Los locos, los ridículos, los pícaros, los idiotas, los payasos, los enajenados, los desquiciados, los descentrados del eje –o como los llamemos con cierta discriminación- se han convertido en el imaginario social en aquellos que viven entre la “cordura” de la realidad y la “sublimidad” de los ideales. Tendríamos que decir entre la “locura” de la realidad y la “cordura” de los ideales. Para los que tenemos fe, el loco es símbolo de los que viven entre la “cordura” de la vida humana y la “locura” de la vida cristiana; o, mejor entre la “locura” de la vida humana y la “cordura” de la vida cristiana.
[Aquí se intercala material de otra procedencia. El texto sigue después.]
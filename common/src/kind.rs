//! Macros for defining kind enums.

/// Macro for defining a kind enum.
///
/// Generated enums are parsed case-insensitively from their
/// `SCREAMING_SNAKE_CASE` representation, which is also used for
/// [`Display`] and [`serde`].
///
/// Additional attributes following the docs are passed through, so extra
/// derives (like a `Default` one) may be attached.
///
/// # Example
///
/// ```rust
/// # use common::define_kind;
///
/// define_kind! {
///     #[doc = "Shape kind."]
///     #[derive(Default)]
///     enum Kind {
///         #[doc = "A cube"]
///         #[default]
///         Cube = 1,
///
///         #[doc = "A sphere"]
///         Sphere = 2,
///     }
/// }
///
/// assert_eq!("sphere".parse::<Kind>().unwrap(), Kind::Sphere);
/// assert_eq!(Kind::ALL, &[Kind::Cube, Kind::Sphere]);
/// assert_eq!(Kind::default(), Kind::Cube);
/// ```
///
/// [`Display`]: std::fmt::Display
/// [`serde`]: https://docs.rs/serde
#[expect(clippy::module_name_repetitions, reason = "more readable")]
#[macro_export]
macro_rules! define_kind {
    (
        #[doc = $doc:literal]
        $(#[$attr:meta])*
        enum $name:ident {
            $(
                #[doc = $variant_doc:literal]
                $(#[$variant_attr:meta])*
                $variant:ident = $value:expr
            ),* $(,)?
        }
    ) => {
        #[derive(
            Clone,
            Copy,
            Debug,
            $crate::private::serde::Deserialize,
            $crate::private::strum::Display,
            $crate::private::strum::EnumString,
            Eq,
            Hash,
            PartialEq,
            $crate::private::serde::Serialize,
        )]
        #[doc = $doc]
        $(#[$attr])*
        #[repr(u8)]
        #[serde(rename_all = "SCREAMING_SNAKE_CASE")]
        #[strum(
            serialize_all = "SCREAMING_SNAKE_CASE",
            ascii_case_insensitive
        )]
        pub enum $name {
            $(
                 #[doc = $variant_doc]
                 $(#[$variant_attr])*
                 $variant = $value,
            )*
        }

        impl $name {
            /// All the variants, in declaration order.
            pub const ALL: &'static [$name] = &[$($name::$variant),*];
        }
    };
}
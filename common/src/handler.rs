//! [`Handler`] abstractions.

use std::future::Future;

/// Executable handler.
///
/// Commands, queries, repositories and the backend are all expressed as
/// [`Handler`]s of different argument types, so an implementation is
/// selected by the argument type alone.
pub trait Handler<Args = ()> {
    /// Type of successful [`Handler`] result.
    type Ok;

    /// Type of this [`Handler`] error.
    type Err;

    /// Executes this [`Handler`] with the provided arguments.
    fn execute(
        &self,
        args: Args,
    ) -> impl Future<Output = Result<Self::Ok, Self::Err>>;
}
//! Favorite [`Listing`] read model definitions.

use std::cmp::Reverse;

use common::define_kind;
use smart_default::SmartDefault;

use crate::domain::{favorites::AdditionDateTime, listing, Listing};

/// Favorite [`Listing`] along with the moment it was marked so.
#[derive(Clone, Debug)]
pub struct Entry {
    /// Favorite [`Listing`].
    pub listing: Listing,

    /// [`AdditionDateTime`] of the [`Listing`] to favorites.
    pub added_at: AdditionDateTime,
}

/// Filter of favorite [`Entry`]s.
#[derive(Clone, Debug, Default)]
pub struct Filter {
    /// Term to search for in [`listing::Title`]s and [`listing::Address`]es.
    pub search: Option<String>,

    /// [`listing::Category`] to keep.
    pub category: Option<listing::Category>,
}

impl Filter {
    /// Checks whether the provided [`Entry`] passes this [`Filter`].
    #[must_use]
    pub fn matches(&self, entry: &Entry) -> bool {
        self.search
            .as_deref()
            .is_none_or(|term| entry.listing.mentions(term))
            && self.category.is_none_or(|c| entry.listing.category == c)
    }
}

define_kind! {
    #[doc = "Order of favorite [`Entry`]s."]
    #[derive(SmartDefault)]
    enum Order {
        #[doc = "Most recently added first."]
        #[default]
        Recent = 1,

        #[doc = "Cheapest first."]
        PriceLow = 2,

        #[doc = "Most expensive first."]
        PriceHigh = 3,

        #[doc = "Largest area first."]
        Area = 4,
    }
}

impl Order {
    /// Sorts the provided [`Entry`]s according to this [`Order`].
    ///
    /// Sorting is stable, so equal [`Entry`]s keep their relative order.
    pub fn sort(self, entries: &mut [Entry]) {
        match self {
            Self::Recent => entries.sort_by_key(|e| Reverse(e.added_at)),
            Self::PriceLow => entries.sort_by_key(|e| e.listing.price.amount),
            Self::PriceHigh => {
                entries.sort_by_key(|e| Reverse(e.listing.price.amount));
            }
            Self::Area => entries.sort_by_key(|e| Reverse(e.listing.area)),
        }
    }
}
Ellos son los que tienen cabal consciencia de “la absoluta distancia entre Dios y el hombre”14. Cuando en una cultura se pierde la referencia a lo infinito y a lo trascendente, lo sublime se abre paso mediante las figuras insólitas que dibuja la locura. ——————————14 H. U. VON BALTHASAR, Gloria V (op. cit.), 171.
También este camino puede recuperarse el misterio del amor de Dios, que no es otro que el sendero de aquella belleza que procede de la locura de la Cruz a los ojos de quien tiene fe. El santo (y el loco, que es signo y figura de él) son pioneros del camino, adelantados expedicionarios que van haciendo senderos nuevos.
El que verdaderamente ama, el que está realmente loco y el que es auténticamente santo tienen algo en común: se sienten permanentemente heridos soportando el peso de todo. Nosotros tenemos que hacerles un lugar en este mundo porque se han convertido en expresiones de una gratuidad absoluta, de la cual nosotros estamos muy poco acostumbrados. Ellos nos dicen que a mayor percepción de belleza, mayor –a veces- resulta la locura. El secreto está en descubrir que solamente ése camino nos ayuda a seguir manteniéndonos vivos, en medio de un mundo agitado. Una dosis de locura es casi necesaria para seguir estando cuerdos en un mundo difícil. Un poquito de locura hace más habitable este mundo de sueños por conseguir. ¿A dónde guardas tu cuota de locura?; ¿con quién la compartís?; ¿dónde habitás con tus sueños?, ¿decíme dónde te puedo buscar?